**ASSIGNMENT**
Extract from the listing each line in which the word "existing" appears.

**DATASET ENTRIES**
****************************************

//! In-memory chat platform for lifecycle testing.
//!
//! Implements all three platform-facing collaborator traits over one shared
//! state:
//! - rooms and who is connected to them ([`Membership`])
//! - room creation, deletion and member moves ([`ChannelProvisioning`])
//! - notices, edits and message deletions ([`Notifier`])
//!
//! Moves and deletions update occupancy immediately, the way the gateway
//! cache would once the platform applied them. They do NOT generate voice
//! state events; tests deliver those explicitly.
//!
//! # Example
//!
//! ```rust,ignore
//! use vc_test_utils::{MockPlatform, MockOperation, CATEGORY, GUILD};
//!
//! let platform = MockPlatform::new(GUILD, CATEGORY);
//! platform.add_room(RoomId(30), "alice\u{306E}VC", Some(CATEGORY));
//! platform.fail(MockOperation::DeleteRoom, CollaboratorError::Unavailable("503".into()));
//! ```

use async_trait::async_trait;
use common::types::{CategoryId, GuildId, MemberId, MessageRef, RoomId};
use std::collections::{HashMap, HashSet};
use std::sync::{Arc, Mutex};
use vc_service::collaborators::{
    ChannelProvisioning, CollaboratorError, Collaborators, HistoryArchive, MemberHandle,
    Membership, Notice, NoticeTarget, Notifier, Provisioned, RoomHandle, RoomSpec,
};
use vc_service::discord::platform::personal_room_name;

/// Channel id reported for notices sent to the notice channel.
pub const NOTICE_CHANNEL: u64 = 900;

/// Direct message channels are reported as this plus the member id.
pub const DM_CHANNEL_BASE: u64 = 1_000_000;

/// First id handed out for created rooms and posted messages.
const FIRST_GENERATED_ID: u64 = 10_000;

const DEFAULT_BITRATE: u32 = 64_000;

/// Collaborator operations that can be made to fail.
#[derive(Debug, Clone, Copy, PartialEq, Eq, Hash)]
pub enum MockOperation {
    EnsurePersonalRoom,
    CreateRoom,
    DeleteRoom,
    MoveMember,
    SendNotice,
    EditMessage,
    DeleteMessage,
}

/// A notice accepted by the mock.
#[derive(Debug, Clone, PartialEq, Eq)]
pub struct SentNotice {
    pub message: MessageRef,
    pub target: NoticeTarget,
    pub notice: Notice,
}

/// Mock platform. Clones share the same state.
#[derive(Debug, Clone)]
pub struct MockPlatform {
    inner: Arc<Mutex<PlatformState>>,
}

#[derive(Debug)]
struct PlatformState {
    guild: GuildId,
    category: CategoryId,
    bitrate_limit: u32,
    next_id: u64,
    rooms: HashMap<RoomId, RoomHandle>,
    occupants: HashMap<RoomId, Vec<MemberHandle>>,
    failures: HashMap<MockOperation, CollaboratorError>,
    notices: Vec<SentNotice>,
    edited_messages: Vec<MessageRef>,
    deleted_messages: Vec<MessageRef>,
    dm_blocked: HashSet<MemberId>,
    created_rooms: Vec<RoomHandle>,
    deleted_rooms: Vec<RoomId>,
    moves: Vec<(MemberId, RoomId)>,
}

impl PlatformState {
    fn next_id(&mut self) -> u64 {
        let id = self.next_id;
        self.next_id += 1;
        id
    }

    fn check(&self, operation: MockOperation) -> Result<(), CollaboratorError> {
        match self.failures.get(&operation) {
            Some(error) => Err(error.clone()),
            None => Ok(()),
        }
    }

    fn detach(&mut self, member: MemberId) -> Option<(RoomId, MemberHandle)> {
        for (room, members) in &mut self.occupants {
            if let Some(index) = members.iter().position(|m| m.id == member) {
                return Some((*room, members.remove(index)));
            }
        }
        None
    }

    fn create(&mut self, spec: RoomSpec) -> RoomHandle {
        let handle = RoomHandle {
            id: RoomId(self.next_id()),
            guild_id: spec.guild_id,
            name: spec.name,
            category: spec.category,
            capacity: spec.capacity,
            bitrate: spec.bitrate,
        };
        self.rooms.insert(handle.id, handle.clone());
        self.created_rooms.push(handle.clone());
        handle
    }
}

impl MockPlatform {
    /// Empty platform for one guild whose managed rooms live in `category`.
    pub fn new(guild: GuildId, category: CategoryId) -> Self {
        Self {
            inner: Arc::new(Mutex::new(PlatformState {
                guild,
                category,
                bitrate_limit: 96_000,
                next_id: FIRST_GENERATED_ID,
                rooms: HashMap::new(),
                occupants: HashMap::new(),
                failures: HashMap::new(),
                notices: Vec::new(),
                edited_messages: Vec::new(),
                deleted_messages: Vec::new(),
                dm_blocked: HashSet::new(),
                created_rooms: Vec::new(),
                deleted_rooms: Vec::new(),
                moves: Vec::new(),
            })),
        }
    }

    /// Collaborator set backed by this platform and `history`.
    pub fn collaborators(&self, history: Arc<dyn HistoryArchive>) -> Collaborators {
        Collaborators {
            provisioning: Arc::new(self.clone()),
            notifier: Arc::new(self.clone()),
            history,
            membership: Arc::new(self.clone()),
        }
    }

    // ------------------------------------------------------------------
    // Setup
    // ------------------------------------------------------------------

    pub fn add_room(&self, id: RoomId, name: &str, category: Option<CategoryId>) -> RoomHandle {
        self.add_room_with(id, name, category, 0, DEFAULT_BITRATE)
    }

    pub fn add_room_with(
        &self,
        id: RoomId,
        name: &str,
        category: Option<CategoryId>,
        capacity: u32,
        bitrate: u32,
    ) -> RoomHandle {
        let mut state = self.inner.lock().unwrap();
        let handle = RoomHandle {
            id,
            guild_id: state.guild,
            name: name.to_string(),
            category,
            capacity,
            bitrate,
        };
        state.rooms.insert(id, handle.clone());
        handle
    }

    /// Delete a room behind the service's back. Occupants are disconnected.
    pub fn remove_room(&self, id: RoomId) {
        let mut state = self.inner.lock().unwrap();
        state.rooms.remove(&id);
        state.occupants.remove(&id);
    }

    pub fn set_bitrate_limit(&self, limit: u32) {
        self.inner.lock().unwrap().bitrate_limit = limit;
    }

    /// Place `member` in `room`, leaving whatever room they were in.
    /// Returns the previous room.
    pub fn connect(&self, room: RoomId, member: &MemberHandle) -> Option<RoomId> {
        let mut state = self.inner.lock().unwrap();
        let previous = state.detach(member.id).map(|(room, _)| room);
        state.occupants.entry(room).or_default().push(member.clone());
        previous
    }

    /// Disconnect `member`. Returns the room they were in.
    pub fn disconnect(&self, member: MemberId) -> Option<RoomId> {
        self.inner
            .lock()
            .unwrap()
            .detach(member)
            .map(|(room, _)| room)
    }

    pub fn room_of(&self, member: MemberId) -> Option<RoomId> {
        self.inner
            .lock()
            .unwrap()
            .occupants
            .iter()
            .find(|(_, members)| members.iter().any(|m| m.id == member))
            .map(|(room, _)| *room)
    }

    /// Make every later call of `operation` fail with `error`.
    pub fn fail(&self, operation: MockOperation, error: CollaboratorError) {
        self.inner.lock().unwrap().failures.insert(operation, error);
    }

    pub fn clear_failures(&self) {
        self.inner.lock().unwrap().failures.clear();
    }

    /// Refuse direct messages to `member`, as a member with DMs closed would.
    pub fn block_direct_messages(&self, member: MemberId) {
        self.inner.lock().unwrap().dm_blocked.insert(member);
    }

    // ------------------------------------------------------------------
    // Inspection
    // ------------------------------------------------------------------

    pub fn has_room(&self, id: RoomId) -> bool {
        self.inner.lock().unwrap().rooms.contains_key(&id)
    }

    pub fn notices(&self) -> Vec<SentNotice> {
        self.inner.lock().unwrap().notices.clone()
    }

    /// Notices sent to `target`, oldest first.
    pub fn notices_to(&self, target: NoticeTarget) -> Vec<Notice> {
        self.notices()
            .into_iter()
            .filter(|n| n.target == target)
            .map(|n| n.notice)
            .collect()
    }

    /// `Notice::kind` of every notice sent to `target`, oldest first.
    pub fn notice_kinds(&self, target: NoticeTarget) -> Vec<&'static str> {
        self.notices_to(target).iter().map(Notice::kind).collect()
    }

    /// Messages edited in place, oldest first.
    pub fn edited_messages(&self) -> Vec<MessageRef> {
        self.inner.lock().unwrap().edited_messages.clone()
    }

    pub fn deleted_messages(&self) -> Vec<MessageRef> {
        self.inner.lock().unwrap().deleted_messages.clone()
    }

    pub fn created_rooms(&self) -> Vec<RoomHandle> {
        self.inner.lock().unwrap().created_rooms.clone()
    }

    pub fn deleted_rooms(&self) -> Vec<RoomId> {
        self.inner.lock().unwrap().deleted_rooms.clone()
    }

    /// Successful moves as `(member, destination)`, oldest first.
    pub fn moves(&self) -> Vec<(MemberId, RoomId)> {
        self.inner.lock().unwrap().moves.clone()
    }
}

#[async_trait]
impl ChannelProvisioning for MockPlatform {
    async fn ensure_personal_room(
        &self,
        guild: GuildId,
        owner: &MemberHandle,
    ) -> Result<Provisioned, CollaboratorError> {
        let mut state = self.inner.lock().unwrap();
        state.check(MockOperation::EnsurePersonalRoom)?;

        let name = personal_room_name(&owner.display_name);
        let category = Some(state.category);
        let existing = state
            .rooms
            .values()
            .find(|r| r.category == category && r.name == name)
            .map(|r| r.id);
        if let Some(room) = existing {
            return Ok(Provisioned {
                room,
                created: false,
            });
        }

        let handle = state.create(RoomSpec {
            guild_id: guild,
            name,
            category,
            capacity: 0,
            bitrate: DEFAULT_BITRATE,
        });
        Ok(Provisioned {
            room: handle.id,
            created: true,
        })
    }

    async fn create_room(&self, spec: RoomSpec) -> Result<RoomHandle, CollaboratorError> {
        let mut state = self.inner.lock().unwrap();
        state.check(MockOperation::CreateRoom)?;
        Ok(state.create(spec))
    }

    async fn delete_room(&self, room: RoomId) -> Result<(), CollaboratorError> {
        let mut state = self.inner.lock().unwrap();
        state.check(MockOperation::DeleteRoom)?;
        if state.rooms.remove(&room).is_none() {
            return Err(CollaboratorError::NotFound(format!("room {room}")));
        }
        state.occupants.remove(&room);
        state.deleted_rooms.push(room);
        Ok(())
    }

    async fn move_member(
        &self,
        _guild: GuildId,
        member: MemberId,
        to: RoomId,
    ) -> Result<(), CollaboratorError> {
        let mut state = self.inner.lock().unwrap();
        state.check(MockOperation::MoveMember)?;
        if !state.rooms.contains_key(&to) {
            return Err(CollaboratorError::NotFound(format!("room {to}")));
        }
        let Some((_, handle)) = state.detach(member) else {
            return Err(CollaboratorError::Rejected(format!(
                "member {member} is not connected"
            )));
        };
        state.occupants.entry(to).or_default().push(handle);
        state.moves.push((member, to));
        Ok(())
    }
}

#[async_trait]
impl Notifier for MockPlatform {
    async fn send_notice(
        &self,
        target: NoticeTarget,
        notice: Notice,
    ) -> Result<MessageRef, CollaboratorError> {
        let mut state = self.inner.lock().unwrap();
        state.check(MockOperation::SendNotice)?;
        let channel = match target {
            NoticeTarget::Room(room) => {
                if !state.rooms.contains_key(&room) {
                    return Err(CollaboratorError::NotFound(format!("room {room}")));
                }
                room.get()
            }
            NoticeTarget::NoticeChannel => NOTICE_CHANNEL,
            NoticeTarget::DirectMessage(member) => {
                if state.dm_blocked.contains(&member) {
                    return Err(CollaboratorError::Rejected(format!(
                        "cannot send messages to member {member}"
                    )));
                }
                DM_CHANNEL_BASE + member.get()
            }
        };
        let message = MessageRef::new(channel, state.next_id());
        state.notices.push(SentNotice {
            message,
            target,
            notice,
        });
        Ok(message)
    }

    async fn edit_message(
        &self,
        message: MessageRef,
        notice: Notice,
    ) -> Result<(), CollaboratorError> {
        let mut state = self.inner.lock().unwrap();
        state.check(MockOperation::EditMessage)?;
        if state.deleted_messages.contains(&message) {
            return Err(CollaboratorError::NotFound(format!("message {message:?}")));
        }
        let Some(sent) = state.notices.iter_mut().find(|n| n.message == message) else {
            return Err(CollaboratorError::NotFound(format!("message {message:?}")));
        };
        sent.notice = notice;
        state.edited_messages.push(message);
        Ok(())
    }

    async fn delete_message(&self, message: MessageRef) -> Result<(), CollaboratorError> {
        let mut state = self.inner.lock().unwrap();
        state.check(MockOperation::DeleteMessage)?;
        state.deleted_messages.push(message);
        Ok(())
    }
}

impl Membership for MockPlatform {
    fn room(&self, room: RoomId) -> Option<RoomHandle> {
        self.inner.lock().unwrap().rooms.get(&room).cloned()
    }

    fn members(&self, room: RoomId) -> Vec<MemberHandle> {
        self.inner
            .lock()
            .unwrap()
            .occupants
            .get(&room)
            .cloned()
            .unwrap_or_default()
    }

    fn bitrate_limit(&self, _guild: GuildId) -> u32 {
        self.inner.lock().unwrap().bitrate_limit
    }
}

****************************************

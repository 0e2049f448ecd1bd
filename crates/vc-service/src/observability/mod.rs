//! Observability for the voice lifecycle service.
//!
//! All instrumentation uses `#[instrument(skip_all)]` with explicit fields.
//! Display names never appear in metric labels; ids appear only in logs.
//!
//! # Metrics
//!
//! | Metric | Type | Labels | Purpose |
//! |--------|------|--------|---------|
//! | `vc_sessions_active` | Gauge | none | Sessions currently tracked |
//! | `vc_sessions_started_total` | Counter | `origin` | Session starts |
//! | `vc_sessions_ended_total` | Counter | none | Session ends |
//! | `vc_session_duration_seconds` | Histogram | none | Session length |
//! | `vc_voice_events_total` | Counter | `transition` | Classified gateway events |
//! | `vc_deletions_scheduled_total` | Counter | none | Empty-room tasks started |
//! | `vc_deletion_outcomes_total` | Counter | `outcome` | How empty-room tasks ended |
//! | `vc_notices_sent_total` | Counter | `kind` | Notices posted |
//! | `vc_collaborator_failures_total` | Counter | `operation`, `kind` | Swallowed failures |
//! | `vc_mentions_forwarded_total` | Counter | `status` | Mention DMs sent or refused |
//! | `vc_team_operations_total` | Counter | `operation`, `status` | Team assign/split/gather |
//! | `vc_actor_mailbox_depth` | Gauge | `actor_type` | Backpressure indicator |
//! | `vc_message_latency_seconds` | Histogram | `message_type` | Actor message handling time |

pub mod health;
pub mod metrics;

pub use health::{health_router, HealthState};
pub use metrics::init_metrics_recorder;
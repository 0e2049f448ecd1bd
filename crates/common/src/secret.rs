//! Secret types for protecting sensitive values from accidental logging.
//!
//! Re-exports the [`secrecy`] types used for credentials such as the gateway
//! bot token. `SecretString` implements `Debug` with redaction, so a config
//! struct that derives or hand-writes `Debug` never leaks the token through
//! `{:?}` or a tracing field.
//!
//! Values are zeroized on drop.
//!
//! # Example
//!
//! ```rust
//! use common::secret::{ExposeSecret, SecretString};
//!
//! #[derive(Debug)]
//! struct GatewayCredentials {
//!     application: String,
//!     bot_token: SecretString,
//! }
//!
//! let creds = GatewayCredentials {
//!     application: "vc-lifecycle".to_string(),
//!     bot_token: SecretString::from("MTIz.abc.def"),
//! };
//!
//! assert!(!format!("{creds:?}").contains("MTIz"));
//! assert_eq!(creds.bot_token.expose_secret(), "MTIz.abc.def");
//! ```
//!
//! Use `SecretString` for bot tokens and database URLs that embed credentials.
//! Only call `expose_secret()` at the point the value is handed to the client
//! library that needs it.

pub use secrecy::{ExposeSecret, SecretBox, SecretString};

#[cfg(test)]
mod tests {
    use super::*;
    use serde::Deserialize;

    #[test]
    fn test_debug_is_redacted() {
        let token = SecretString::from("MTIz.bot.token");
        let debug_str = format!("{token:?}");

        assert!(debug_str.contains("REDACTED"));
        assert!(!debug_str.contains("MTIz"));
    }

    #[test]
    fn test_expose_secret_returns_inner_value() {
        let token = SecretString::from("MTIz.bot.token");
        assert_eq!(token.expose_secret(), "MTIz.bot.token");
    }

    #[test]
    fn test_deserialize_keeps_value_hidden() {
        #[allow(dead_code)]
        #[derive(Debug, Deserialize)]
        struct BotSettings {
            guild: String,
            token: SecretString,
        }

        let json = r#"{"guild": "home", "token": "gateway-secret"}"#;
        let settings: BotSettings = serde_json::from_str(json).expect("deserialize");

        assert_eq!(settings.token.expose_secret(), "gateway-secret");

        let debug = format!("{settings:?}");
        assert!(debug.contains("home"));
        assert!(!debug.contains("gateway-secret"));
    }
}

****************************************

**SOLUTION TO THE EXERCISE**
        let existing = state
        if let Some(room) = existing {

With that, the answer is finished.